Changpeng “CZ” Zhao and Peter Schiff are supposedly taking their long-running argument to the stage.
The Binance founder has agreed to debate the outspoken economist and gold advocate after Schiff publicly challenged him to a “Bitcoin versus tokenized gold” discussion.
The exchange follows Schiff’s announcement that he’s launching his own blockchain-based gold product — and CZ’s sharp critique that such tokens are “not truly on-chain.”
“As much as you voice against Bitcoin, you are always professional and nonpersonal,” CZ told Schiff on X today. “I appreciate that. Can have a debate about it.”
Schiff replied later: “Absolutely. Several people have already reached out to me offering to moderate. Do you have a preference?”
All this debate talk arrives hours after President Donald Trump granted a full pardon to Changpeng Zhao.
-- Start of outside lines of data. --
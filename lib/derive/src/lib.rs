//! Attribute macros for the portal's state and request definitions.
//!
//! - `#[state("path")]` — a struct stored in the state tree
//! - `#[request("path")]` — an intent payload
//!
//! Both emit `impl Name { pub const PATH: &'static str = "the/path"; }` and
//! fill in missing `Debug`/`Clone` derives; `#[state]` also adds `PartialEq`,
//! since state diffs compare old and new values.

use proc_macro::TokenStream;
use syn::parse_macro_input;

mod expand;

/// Declare a state-tree struct.
///
/// ```ignore
/// #[state("pages/schools/list")]
/// pub struct SchoolListState {
///     pub phase: LoadPhase,
///     pub rows: Vec<School>,
/// }
/// ```
#[proc_macro_attribute]
pub fn state(attr: TokenStream, item: TokenStream) -> TokenStream {
    let item = parse_macro_input!(item as syn::ItemStruct);
    expand::expand(attr.into(), item, expand::Kind::State)
        .unwrap_or_else(|e| e.to_compile_error())
        .into()
}

/// Declare an intent payload struct.
///
/// ```ignore
/// #[request("nav/goto")]
/// pub struct NavigateReq {
///     pub url: String,
/// }
/// ```
#[proc_macro_attribute]
pub fn request(attr: TokenStream, item: TokenStream) -> TokenStream {
    let item = parse_macro_input!(item as syn::ItemStruct);
    expand::expand(attr.into(), item, expand::Kind::Request)
        .unwrap_or_else(|e| e.to_compile_error())
        .into()
}
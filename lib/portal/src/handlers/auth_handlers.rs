//! Auth handler implementations.

use eduva_signals::StateStore;

use crate::handlers::{helpers, nav_handlers, PortalContext};
use crate::request::LoginReq;
use crate::state::{
    AuthPhase, DashboardState, GenerationJob, InvoiceList, LessonList, PasswordState,
    SchoolDetail, SchoolForm, SchoolList, SessionState, SettingsState, StudentDetail, StudentList,
    TeacherDetail, TeacherList,
};

/// Handle `auth/login`.
pub async fn handle_login(req: &LoginReq, store: &StateStore, ctx: &PortalContext) {
    store.set(
        SessionState::PATH,
        SessionState {
            phase: AuthPhase::Unauthenticated,
            profile: None,
            busy: true,
            error: None,
        },
    );

    match ctx.api.login(&req.email, &req.password).await {
        Ok(data) => {
            ctx.token.set(&data.access_token);
            tracing::info!(staff = %data.profile.id, "login ok");
            store.set(
                SessionState::PATH,
                SessionState {
                    phase: AuthPhase::Authenticated,
                    profile: Some(data.profile),
                    busy: false,
                    error: None,
                },
            );
            nav_handlers::apply_navigation("/", store, ctx);
        }
        Err(err) => {
            tracing::debug!(%err, "login refused");
            store.set(
                SessionState::PATH,
                SessionState {
                    phase: AuthPhase::Unauthenticated,
                    profile: None,
                    busy: false,
                    error: Some(helpers::describe(&err, &ctx.i18n)),
                },
            );
        }
    }
}

/// Handle `auth/logout`. Drops the token, resets the session, removes
/// every per-page state, and lands on the login page.
pub async fn handle_logout(store: &StateStore, ctx: &PortalContext) {
    ctx.token.clear();
    store.set(SessionState::PATH, SessionState::anonymous());
    for path in [
        DashboardState::PATH,
        SchoolList::PATH,
        SchoolDetail::PATH,
        SchoolForm::PATH,
        TeacherList::PATH,
        TeacherDetail::PATH,
        StudentList::PATH,
        StudentDetail::PATH,
        LessonList::PATH,
        InvoiceList::PATH,
        SettingsState::PATH,
        PasswordState::PATH,
    ] {
        store.remove(path);
    }
    store.set(GenerationJob::PATH, GenerationJob::idle());
    nav_handlers::apply_navigation("/login", store, ctx);
}
//! The reusable field control.
//!
//! Owns one input value plus its `touched`/`dirty`/`submitted` flags; the
//! active error is derived on read, never stored. The binding contract is
//! bidirectional: user keystrokes ([`FieldControl::input`]) propagate out
//! through the value-changed callbacks on every edit, while external writes
//! ([`FieldControl::write`]) propagate in only while the user has not edited
//! the field yet.

use std::fmt;

use crate::messages::{render, MessageOverrides};
use crate::options::FieldOptions;
use crate::rules::{ComposeError, RuleKey, RuleSet, Violation};

/// Effective input mode of the rendered control.
#[derive(Debug, Clone, Copy, PartialEq, Eq)]
pub enum InputMode {
    Text,
    Password,
}

type ChangeCallback = Box<dyn Fn(&str) + Send + Sync>;
type BlurCallback = Box<dyn Fn() + Send + Sync>;

pub struct FieldControl {
    options: FieldOptions,
    rules: RuleSet,
    overrides: MessageOverrides,
    value: String,
    dirty: bool,
    touched: bool,
    submitted: bool,
    password: bool,
    masked: bool,
    on_change: Vec<ChangeCallback>,
    on_blur: Vec<BlurCallback>,
}

impl FieldControl {
    /// A plain text field. Fails only when the options carry a pattern that
    /// does not compile.
    pub fn new(options: FieldOptions) -> Result<Self, ComposeError> {
        let rules = RuleSet::compose(&options)?;
        Ok(Self {
            options,
            rules,
            overrides: MessageOverrides::new(),
            value: String::new(),
            dirty: false,
            touched: false,
            submitted: false,
            password: false,
            masked: false,
            on_change: Vec::new(),
            on_blur: Vec::new(),
        })
    }

    /// A password field; starts masked.
    pub fn password(options: FieldOptions) -> Result<Self, ComposeError> {
        let mut control = Self::new(options)?;
        control.password = true;
        control.masked = true;
        Ok(control)
    }

    /// Replace the default message for one rule key.
    pub fn override_message(mut self, key: RuleKey, message: &str) -> Self {
        self.overrides.insert(key, message.to_string());
        self
    }

    pub fn on_value_changed(&mut self, f: impl Fn(&str) + Send + Sync + 'static) {
        self.on_change.push(Box::new(f));
    }

    pub fn on_blur(&mut self, f: impl Fn() + Send + Sync + 'static) {
        self.on_blur.push(Box::new(f));
    }

    /// Re-compose the rule set, e.g. when the confirmation target changed.
    /// Value and flags are untouched.
    pub fn set_options(&mut self, options: FieldOptions) -> Result<(), ComposeError> {
        self.rules = RuleSet::compose(&options)?;
        self.options = options;
        Ok(())
    }

    pub fn options(&self) -> &FieldOptions {
        &self.options
    }

    // ------------------------------------------------------------------
    // Lifecycle
    // ------------------------------------------------------------------

    /// A user keystroke: store the value, mark dirty, notify listeners.
    pub fn input(&mut self, value: &str) {
        self.value = value.to_string();
        self.dirty = true;
        for callback in &self.on_change {
            callback(&self.value);
        }
    }

    /// An external binding write; applied only while the field is clean.
    /// Never notifies.
    pub fn write(&mut self, value: &str) {
        if self.dirty {
            return;
        }
        self.value = value.to_string();
    }

    pub fn blur(&mut self) {
        self.touched = true;
        for callback in &self.on_blur {
            callback();
        }
    }

    /// Clear value, dirty, and touched. Emits nothing.
    pub fn reset(&mut self) {
        self.value.clear();
        self.dirty = false;
        self.touched = false;
    }

    /// The enclosing form was submitted; errors may surface from now on.
    pub fn mark_submitted(&mut self) {
        self.submitted = true;
    }

    // ------------------------------------------------------------------
    // Derived state
    // ------------------------------------------------------------------

    /// First failing rule for the current value, shown or not.
    pub fn violation(&self) -> Option<Violation> {
        self.rules.first_violation(&self.value)
    }

    /// The surfaced error message. `None` until the field was touched or the
    /// form submitted, and `None` while every rule passes.
    pub fn error(&self) -> Option<String> {
        if !(self.touched || self.submitted) {
            return None;
        }
        self.violation().map(|v| render(&v, &self.overrides))
    }

    /// Flip masking; the stored value is left as it is.
    pub fn toggle_mask(&mut self) {
        self.masked = !self.masked;
    }

    pub fn input_mode(&self) -> InputMode {
        if self.password && self.masked {
            InputMode::Password
        } else {
            InputMode::Text
        }
    }

    pub fn value(&self) -> &str {
        &self.value
    }

    pub fn is_dirty(&self) -> bool {
        self.dirty
    }

    pub fn is_touched(&self) -> bool {
        self.touched
    }

    pub fn is_submitted(&self) -> bool {
        self.submitted
    }

    pub fn is_masked(&self) -> bool {
        self.masked
    }
}

impl fmt::Debug for FieldControl {
    fn fmt(&self, f: &mut fmt::Formatter<'_>) -> fmt::Result {
        f.debug_struct("FieldControl")
            .field("value", &self.value)
            .field("dirty", &self.dirty)
            .field("touched", &self.touched)
            .field("submitted", &self.submitted)
            .field("mode", &self.input_mode())
            .finish_non_exhaustive()
    }
}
President Trump said CZ “wasn’t guilty” and was “persecuted by the Biden administration.”
Schiff’s tokenized gold pitch vs. bitcoin
Schiff recently said that he’s building a tokenized gold platform and neobank, with a blockchain token called Tgold at its core.
The product will reportedly allow users to purchase physical gold through a mobile app, store it in secure vaults, and transfer or redeem it digitally.
Schiff describes it as “real money for the digital age” — physical gold represented on-chain.
All this comes amid a multiyear gold rally, with prices hitting a record $4,380 per ounce earlier this month before settling near $4,128, at time of writing.
Schiff argues that tokenized gold could provide a stable, asset-backed alternative to Bitcoin’s volatility, serving as both a medium of exchange and store of value.
CZ pushes back: “It’s a ‘Trust Me Bro’ Token”
CZ wasted no time in firing back.
On X, he called tokenized gold “a ‘trust-me-bro’ token,” arguing that such assets rely on third-party custodians — precisely the kind of centralized trust structures Bitcoin was designed to eliminate.
“Tokenizing gold is NOT ‘on-chain’ gold,” CZ wrote. “It’s tokenizing that you trust some third party will give you gold at some later date — maybe decades later, during a war, after management changes, etc.”
His comments echo a common view among crypto purists: that true digital ownership requires self-custody and verifiable scarcity — traits Bitcoin has, but gold tokens do not.
As of writing, there is not an agreed-upon or specific time for Schiff and CZ to debate.